Barnes also explores the theory that, because it is made up of four liberals, four conservatives and Anthony Kennedy, the court will always be disappointing someone. We all hate the court because we all just want Kennedy to pick a side. This too has some merit. But here’s one more explanation: The court now represents the overlap—that sweet spot in this brilliant Venn diagram—where the complaints of the Tea Partiers and the Occupy Wall Streeters can be focused on one spot. Complaints about the court perfectly echo blogger James Sinclair’s observation that the left and the right have a common enemy. The left hates big corporations, the right hates big government, and both sides forget that the problem is big corporations lobbying big government to enact laws favorable to big corporations.

Yes, it’s an oversimplification. But it does explain why public sentiment may be beginning to harden against the Supreme Court in general and Citizens United in particular.

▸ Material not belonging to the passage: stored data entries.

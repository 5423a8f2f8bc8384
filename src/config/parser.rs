//! Generic TOML configuration parsing.
//!
//! ```rust,no_run
//! use deptemplate_cli::config::parse_config;
//! use serde::Deserialize;
//! use std::path::Path;
//!
//! #[derive(Deserialize)]
//! struct MyConfig {
//!     separator: String,
//! }
//!
//! # fn example() -> anyhow::Result<()> {
//! let config: MyConfig = parse_config(Path::new("deptemplate.toml"))?;
//! println!("separator: {:?}", config.separator);
//! # Ok(())
//! # }
//! ```

use anyhow::{Context, Result};
use std::path::Path;

use crate::core::DepTemplateError;

/// Parse a TOML configuration file into `T`.
///
/// # Errors
///
/// Fails if the file cannot be read, or with
/// [`DepTemplateError::ConfigParseError`] if its content is not valid TOML
/// for `T` (unknown keys included, when `T` denies them).
pub fn parse_config<T>(path: &Path) -> Result<T>
where
    T: serde::de::DeserializeOwned,
{
    let content = std::fs::read_to_string(path)
        .with_context(|| format!("Failed to read config file: {}", path.display()))?;

    let config: T = toml::from_str(&content).map_err(|e| DepTemplateError::ConfigParseError {
        file: path.display().to_string(),
        reason: e.to_string(),
    })?;

    Ok(config)
}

From a purely symbolic standpoint, Citizens United is a powerful statement: Big government is now in the control of big money. In an act of reverse statesmanship that still boggles the mind, the high court, with Citizens United briefly united both sides of a very polarized electorate around the idea that the court let big business to buy Congress.

That makes the upcoming term doubly interesting now. The court will face an array of questions about whether government is too crazy powerful: Can the cops stick a GPS device on your car without a warrant? Can the feds force Arizona out of the immigration-law game? Can the government force you to buy health insurance if you are hellbent on a slow and painful death? It will also face a host of questions about whether corporations can further immunize themselves against ordinary people: Can consumers sue credit repair companies for excessive fees? Can investors bring securities fraud suits for insider trading? Can oil and gas workers injured on the job sue to receive workers’ compensation? And because many of these cases scramble right/left ideology in much the way Sinclair’s Venn diagram does, the court may find itself in a minefield of debates it would rather sit out, debates it’s just agreed to referee this term.

If Americans begin to suspect that the Roberts court has been complicit in the conspiracy to make ordinary Americans less safe, less free, and less protected by the law—just as big corporations have become bigger, richer, and more immune from suit—there may also be a few more arrests on the steps of the court in coming months. As my friend Barry Friedman has argued, the court is hardly immune from this type of popular backlash and may conform its behavior this year in an effort to quiet it. The last time we saw the American people revolt against the court, it was in response to the “nine old men” who couldn’t do quite enough to gild the Gilded Age. The more people learn about what lurks under Citizens United, the more frustrated they may become.

I confess that I’m not quite sure how any of that will play out in any one case this term, though it may mean the court decides not to add the most controversial case about Obama’s health care law to this year’s docket, if it can kick things down the road until the American people have a chance to cool off. But if Americans become—and stay—focused on some of the ways the courts have actually contributed to their problems in recent years, I have no doubt the Supreme Court will sit up and take notice, and maybe just cool off a bit as well.